======== Data under study

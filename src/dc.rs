//! Divide-and-conquer SVD of upper bidiagonal matrices

use std::ops::AddAssign;

use ndarray::{s, Array2, ArrayView1, NdFloat};

use crate::{
    bidiag_svd::{bidiag_shape, BidiagSvdDecomp, JacobiBidiagSvd, SmallBidiagSvd},
    combine::combine_bidiag_svd,
    deflation::DeflationInfo,
    secular::{SecularCtrl, SecularInfo},
    Result,
};

/// Parameters of the divide-and-conquer SVD
#[derive(Debug, Clone)]
pub struct DcSvdCtrl<A> {
    pub secular: SecularCtrl,
    /// Deflation tolerance as a multiple of machine epsilon, relative to the scale of the merge
    pub deflation_fudge: A,
    /// Blocks with at most this many rows are solved directly. Values below 2 act as 2.
    pub cutoff: usize,
    /// Multiply only the nonzero blocks of the singular vectors when merging
    pub exploit_structure: bool,
    pub progress: bool,
}

impl<A: NdFloat> Default for DcSvdCtrl<A> {
    fn default() -> Self {
        Self {
            secular: SecularCtrl::default(),
            deflation_fudge: A::from(8.0).unwrap(),
            cutoff: 60,
            exploit_structure: true,
            progress: false,
        }
    }
}

impl<A: NdFloat> DcSvdCtrl<A> {
    pub fn secular(mut self, secular: SecularCtrl) -> Self {
        self.secular = secular;
        self
    }

    pub fn deflation_fudge(mut self, deflation_fudge: A) -> Self {
        self.deflation_fudge = deflation_fudge;
        self
    }

    pub fn cutoff(mut self, cutoff: usize) -> Self {
        self.cutoff = cutoff;
        self
    }

    pub fn exploit_structure(mut self, exploit_structure: bool) -> Self {
        self.exploit_structure = exploit_structure;
        self
    }

    /// Log the recursion and every merge through the `log` facade. Also sets
    /// `secular.progress`, so a later call to [`DcSvdCtrl::secular`] overrides the root tracing.
    pub fn progress(mut self, progress: bool) -> Self {
        self.progress = progress;
        self.secular.progress = progress;
        self
    }
}

/// Diagnostics summed over every merge of the recursion
#[derive(Debug, Clone, Copy, Default, PartialEq, Eq)]
pub struct DcSvdInfo {
    pub deflation: DeflationInfo,
    pub secular: SecularInfo,
}

impl AddAssign for DcSvdInfo {
    fn add_assign(&mut self, rhs: Self) {
        self.deflation += rhs.deflation;
        self.secular += rhs.secular;
    }
}

/// Divide-and-conquer bidiagonal SVD
///
/// The matrix is split at its middle row into two bidiagonal halves, which are solved
/// recursively and merged by [`combine_bidiag_svd`]. Blocks of at most `cutoff` rows are handed
/// to the base solver `B`.
///
/// ```
/// use linfa_dcsvd::dc::{BidiagDcSvd, DcSvdCtrl};
/// use ndarray::Array1;
///
/// let main = Array1::linspace(1., 2., 10);
/// let sup = Array1::from_elem(9, 0.5);
/// let solver = BidiagDcSvd::new(DcSvdCtrl::default().cutoff(3));
/// let (svd, info) = solver.decompose(main.view(), sup.view()).unwrap();
/// assert_eq!(svd.s.len(), 10);
/// assert_eq!(info.secular.num_unconverged, 0);
/// ```
#[derive(Debug, Clone)]
pub struct BidiagDcSvd<A, B = JacobiBidiagSvd> {
    ctrl: DcSvdCtrl<A>,
    base: B,
}

impl<A: NdFloat> BidiagDcSvd<A> {
    pub fn new(ctrl: DcSvdCtrl<A>) -> Self {
        Self {
            ctrl,
            base: JacobiBidiagSvd::default(),
        }
    }
}

impl<A: NdFloat> Default for BidiagDcSvd<A> {
    fn default() -> Self {
        Self::new(DcSvdCtrl::default())
    }
}

impl<A: NdFloat, B: SmallBidiagSvd<A>> BidiagDcSvd<A, B> {
    /// Replace the solver used for blocks at or below the cutoff
    pub fn base_solver<C: SmallBidiagSvd<A>>(self, base: C) -> BidiagDcSvd<A, C> {
        BidiagDcSvd {
            ctrl: self.ctrl,
            base,
        }
    }

    pub fn ctrl(&self) -> &DcSvdCtrl<A> {
        &self.ctrl
    }

    /// Computes `B = U diag(s) V^T` for the upper bidiagonal `B` with the given diagonals.
    ///
    /// `super_diag` has length `m - 1` for a square `B` or `m` for an `m x (m+1)` one; in the
    /// latter case the last column of `V` spans the null space of `B`. The singular values come
    /// in no particular order, see [`BidiagSvdDecomp::sort_svd`].
    pub fn decompose(
        &self,
        main_diag: ArrayView1<A>,
        super_diag: ArrayView1<A>,
    ) -> Result<(BidiagSvdDecomp<A>, DcSvdInfo)> {
        bidiag_shape(main_diag.len(), super_diag.len())?;
        self.divide(main_diag, super_diag)
    }

    fn divide(
        &self,
        main_diag: ArrayView1<A>,
        super_diag: ArrayView1<A>,
    ) -> Result<(BidiagSvdDecomp<A>, DcSvdInfo)> {
        let m = main_diag.len();
        if m <= self.ctrl.cutoff.max(2) {
            let svd = self.base.bidiag_svd(main_diag, super_diag)?;
            return Ok((svd, DcSvdInfo::default()));
        }

        let split = m / 2;
        let (alpha, beta) = (main_diag[split], super_diag[split]);
        if self.ctrl.progress {
            log::debug!("dividing {} rows at row {}", m, split);
        }
        let (left, mut info) = self.divide(
            main_diag.slice(s![..split]),
            super_diag.slice(s![..split]),
        )?;
        let (right, right_info) = self.divide(
            main_diag.slice(s![split + 1..]),
            super_diag.slice(s![split + 1..]),
        )?;
        info += right_info;

        let n = super_diag.len() + 1;
        let n0 = split + 1;
        let mut u = Array2::zeros((m, m));
        u.slice_mut(s![..split, ..split]).assign(&left.u);
        u[(split, split)] = A::one();
        u.slice_mut(s![n0.., n0..]).assign(&right.u);
        let mut v = Array2::zeros((n, n));
        v.slice_mut(s![..n0, ..n0]).assign(&left.v);
        v.slice_mut(s![n0.., n0..]).assign(&right.v);

        let (sv, merge_info) = combine_bidiag_svd(
            alpha,
            beta,
            left.s.view(),
            right.s.view(),
            &mut u,
            &mut v,
            &self.ctrl,
        )?;
        info += merge_info;
        Ok((BidiagSvdDecomp { u, s: sv, v }, info))
    }
}

/// Divide-and-conquer SVD of an upper bidiagonal matrix with the default base solver
pub fn bidiag_dc_svd<A: NdFloat>(
    main_diag: ArrayView1<A>,
    super_diag: ArrayView1<A>,
    ctrl: &DcSvdCtrl<A>,
) -> Result<(BidiagSvdDecomp<A>, DcSvdInfo)> {
    BidiagDcSvd::new(ctrl.clone()).decompose(main_diag, super_diag)
}
/// Solves for every root, returning the roots and the matrix of gaps whose `(k, j)` entry is
/// `d_k^2 - sigma_j^2` (or `d_k - lambda_j`).
pub(crate) fn all_roots<A: NdFloat>(
    form: Form,
    d: ArrayView1<A>,
    rho: A,
    z: ArrayView1<A>,
    ctrl: &SecularCtrl,
) -> (Array1<A>, Array2<A>, SecularInfo) {
    let n = d.len();
    let mut values = Array1::zeros(n);
    let mut gaps = Array2::zeros((n, n));
    let mut info = SecularInfo::default();
    for j in 0..n {
        let root = solve(form, j, d, rho, z, ctrl);
        values[j] = root.result.value;
        info.record(&root.result);
        gaps.column_mut(j).assign(&root.gaps());
    }
    (values, gaps, info)
}

/// Recovers the update vector for which the computed roots are exact (Gu/Eisenstat).
///
/// The magnitudes come from the roots alone; the signs are those of `z`. The result is scaled
/// like `sqrt(rho) z`.
pub(crate) fn corrected_update<A: NdFloat>(
    form: Form,
    d: ArrayView1<A>,
    z: ArrayView1<A>,
    gaps: &Array2<A>,
) -> Array1<A> {
    let n = d.len();
    let mut rc: Array1<A> = Array1::ones(n);
    for j in 0..n {
        for k in 0..n {
            if k == j {
                rc[k] *= gaps[(k, j)];
            } else {
                rc[k] *= gaps[(k, j)] / form.pole_diff(d[j], d[k]);
            }
        }
    }
    for (rk, &zk) in rc.iter_mut().zip(z.iter()) {
        let mag = rk.abs().sqrt();
        *rk = if zk >= A::zero() { mag } else { -mag };
    }
    rc
}

/// Left and right singular vectors of `| r^T ; diag(d[1..]) |` from its corrected update vector
///
/// The left vectors have a positive entry in the first row.
pub(crate) fn singular_vectors<A: NdFloat>(
    d: ArrayView1<A>,
    r: ArrayView1<A>,
    gaps: &Array2<A>,
) -> (Array2<A>, Array2<A>) {
    let n = d.len();
    let mut u = Array2::zeros((n, n));
    let mut v = Array2::zeros((n, n));
    for j in 0..n {
        for i in 0..n {
            v[(i, j)] = -r[i] / gaps[(i, j)];
            u[(i, j)] = if i == 0 { A::one() } else { d[i] * v[(i, j)] };
        }
        let (un, vn) = (u.column(j).norm_l2(), v.column(j).norm_l2());
        u.column_mut(j).mapv_inplace(|x| x / un);
        v.column_mut(j).mapv_inplace(|x| x / vn);
    }
    (u, v)
}

fn eigenvectors<A: NdFloat>(r: ArrayView1<A>, gaps: &Array2<A>) -> Array2<A> {
    let n = r.len();
    let mut v = Array2::zeros((n, n));
    for j in 0..n {
        for k in 0..n {
            v[(k, j)] = r[k] / gaps[(k, j)];
        }
        let vn = v.column(j).norm_l2();
        v.column_mut(j).mapv_inplace(|x| x / vn);
    }
    v
}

================

→ **What is needed**: Among the lines above, find the ones containing "NdFloat" and copy them.

→ **Response to this exercise**:
use ndarray::{s, Array2, ArrayView1, NdFloat};
impl<A: NdFloat> Default for DcSvdCtrl<A> {
impl<A: NdFloat> DcSvdCtrl<A> {
impl<A: NdFloat> BidiagDcSvd<A> {
impl<A: NdFloat> Default for BidiagDcSvd<A> {
impl<A: NdFloat, B: SmallBidiagSvd<A>> BidiagDcSvd<A, B> {
pub fn bidiag_dc_svd<A: NdFloat>(
pub(crate) fn all_roots<A: NdFloat>(
pub(crate) fn corrected_update<A: NdFloat>(
pub(crate) fn singular_vectors<A: NdFloat>(
fn eigenvectors<A: NdFloat>(r: ArrayView1<A>, gaps: &Array2<A>) -> Array2<A> {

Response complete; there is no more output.